Dessa maneira, eles tomaram o testemunho do Troxler como verdade oficial daquele massacre e esperavam que o público do filme também tivesse esse entendimento.

Julio Troxler foi suboficial da Polícia da Província de Buenos Aires quando Perón era presidente, mas se afastou do cargo por não concordar com os “métodos de trabalho” daquele órgão. Depois do golpe de 1955, militou na resistência peronista, sobreviveu ao fuzilamento de José León Suárez, exilou-se na Bolívia e ficou lá até 1955; depois, foi preso e torturado. Em 1968, narrou a história do fuzilamento para a terceira parte de La hora de los hornos. Interpretou a si mesmo em Operación Masacre e foi um dos protagonistas de Los hijos de fierro (1972- 1975), de Fernando Solanas.
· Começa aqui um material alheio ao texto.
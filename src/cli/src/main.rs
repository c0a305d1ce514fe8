//! Kinetic CLI - Command-line client for the Kinetic GraphQL API.
//!
//! Provides commands for health, ad-hoc queries, exercises, routines,
//! sessions and local configuration.

mod client;
mod commands;
mod output;

use anyhow::Result;
use clap::{Parser, Subcommand};

use commands::{config, exercise, health, query, routine, session};
use output::OutputFormat;

const DEFAULT_API_URL: &str = "http://localhost:4000";

/// Kinetic - fitness tracking API client
#[derive(Parser)]
#[command(
    name = "kinetic",
    version,
    about = "Kinetic - fitness tracking API client",
    long_about = "CLI tool for querying a Kinetic server: exercises, routines, sessions and raw GraphQL.",
    propagate_version = true
)]
pub struct Cli {
    /// Output format
    #[arg(short, long, global = true, default_value = "table")]
    output: OutputFormat,

    /// API server URL
    #[arg(long, global = true, env = "KINETIC_API_URL")]
    api_url: Option<String>,

    /// Bearer token (JWT or API key accepted by the server)
    #[arg(long, global = true, env = "KINETIC_TOKEN", hide_env_values = true)]
    token: Option<String>,

    /// Disable colored output
    #[arg(long, global = true)]
    no_color: bool,

    #[command(subcommand)]
    command: Commands,
}

#[derive(Subcommand)]
enum Commands {
    /// Check server health
    Health(health::HealthArgs),

    /// Run a GraphQL document
    Query(query::QueryArgs),

    /// Exercise catalogue
    #[command(subcommand)]
    Exercise(exercise::ExerciseCommands),

    /// Routines and memberships
    #[command(subcommand)]
    Routine(routine::RoutineCommands),

    /// Logged workout sessions
    #[command(subcommand)]
    Session(session::SessionCommands),

    /// Configuration management
    #[command(subcommand)]
    Config(config::ConfigCommands),
}

async fn run(cli: Cli) -> Result<()> {
    let format = cli.output;

    let command = match cli.command {
        Commands::Config(cmd) => return config::execute(cmd, format).await,
        other => other,
    };

    let stored = config::load().unwrap_or_default();
    let api_url = cli
        .api_url
        .or(stored.api_url)
        .unwrap_or_else(|| DEFAULT_API_URL.to_string());
    let client = client::GraphqlClient::new(&api_url, cli.token.or(stored.token))?;

    match command {
        Commands::Health(args) => health::execute(args, &client, format).await,
        Commands::Query(args) => query::execute(args, &client, format).await,
        Commands::Exercise(cmd) => exercise::execute(cmd, &client, format).await,
        Commands::Routine(cmd) => routine::execute(cmd, &client, format).await,
        Commands::Session(cmd) => session::execute(cmd, &client, format).await,
        Commands::Config(cmd) => config::execute(cmd, format).await,
    }
}

#[tokio::main]
async fn main() -> Result<()> {
    let cli = Cli::parse();

    if cli.no_color {
        colored::control::set_override(false);
    }

    if let Err(e) = run(cli).await {
        output::print_error(&format!("{:#}", e));
        std::process::exit(1);
    }

    Ok(())
}
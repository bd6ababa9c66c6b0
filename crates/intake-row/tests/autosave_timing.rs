//! End-to-end: a row driven through the runtime, with real worker
//! threads and a real debounce timer.

mod common;

use std::time::{Duration, Instant};

use common::{TestBed, standard_fields, standard_lookup};
use intake_row::{CascadeState, DeliveryRow, RowConfig, RowMsg, RowSession};
use intake_runtime::Program;
use serde_json::json;

const DELAY: Duration = Duration::from_millis(40);

fn program(bed: &TestBed) -> Program<DeliveryRow> {
    let config = RowConfig::new().autosave_delay(DELAY);
    Program::new(DeliveryRow::new(0, standard_fields(), bed.context(), config))
}

#[test]
fn a_burst_of_edits_produces_exactly_one_save_after_the_delay() {
    let bed = TestBed::default();
    bed.options.push(Ok(standard_lookup()));
    let mut program = program(&bed);

    program.dispatch(RowMsg::IdentityChanged(vec!["003A".into()]));
    program.settle();
    assert_eq!(program.model().cascade(), CascadeState::ContactResolved);

    program.dispatch(RowMsg::ComboSelected {
        api_name: "Engagement".into(),
        value: "E1".into(),
    });
    program.dispatch(RowMsg::ComboSelected {
        api_name: "Service".into(),
        value: "S1".into(),
    });
    program.dispatch(RowMsg::FieldEdited {
        api_name: "Quantity".into(),
        value: json!(1),
    });
    program.dispatch(RowMsg::FieldEdited {
        api_name: "Quantity".into(),
        value: json!(2),
    });
    let last_edit = Instant::now();

    // Nothing may reach the store before the quiet period ends.
    program.drain();
    assert_eq!(bed.store.save_count(), 0);

    program.settle();
    assert!(last_edit.elapsed() >= DELAY);
    assert_eq!(bed.store.save_count(), 1);
    assert_eq!(
        bed.store.last_payload().get("Quantity"),
        Some(&json!(2))
    );
    assert_eq!(*program.model().session(), RowSession::Saved("rec-1".into()));
    assert!(program.model().fields().identity().disabled);
}

#[test]
fn teardown_with_a_pending_autosave_never_reaches_the_store() {
    let bed = TestBed::default();
    let mut program = program(&bed);

    program.dispatch(RowMsg::FieldEdited {
        api_name: "Quantity".into(),
        value: json!(7),
    });
    drop(program);

    std::thread::sleep(DELAY + Duration::from_millis(30));
    assert_eq!(bed.store.save_count(), 0);
}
Durante o governo de Héctor Cámpora, foi nomeado subchefe da Polícia da Província de Buenos Aires. Foi assassinado pela Triple A em 1974137.

Grande parte da vida dessas pessoas mencionadas foi dedicada à militância e à arte, em que auxiliaram no trabalho e ampararam os colegas que passavam pelas mesmas dificuldades. A justiça social e a arte militante moviam esses atores e técnicos cinematográficos em meio ao medo e às incertezas da vida naquela época.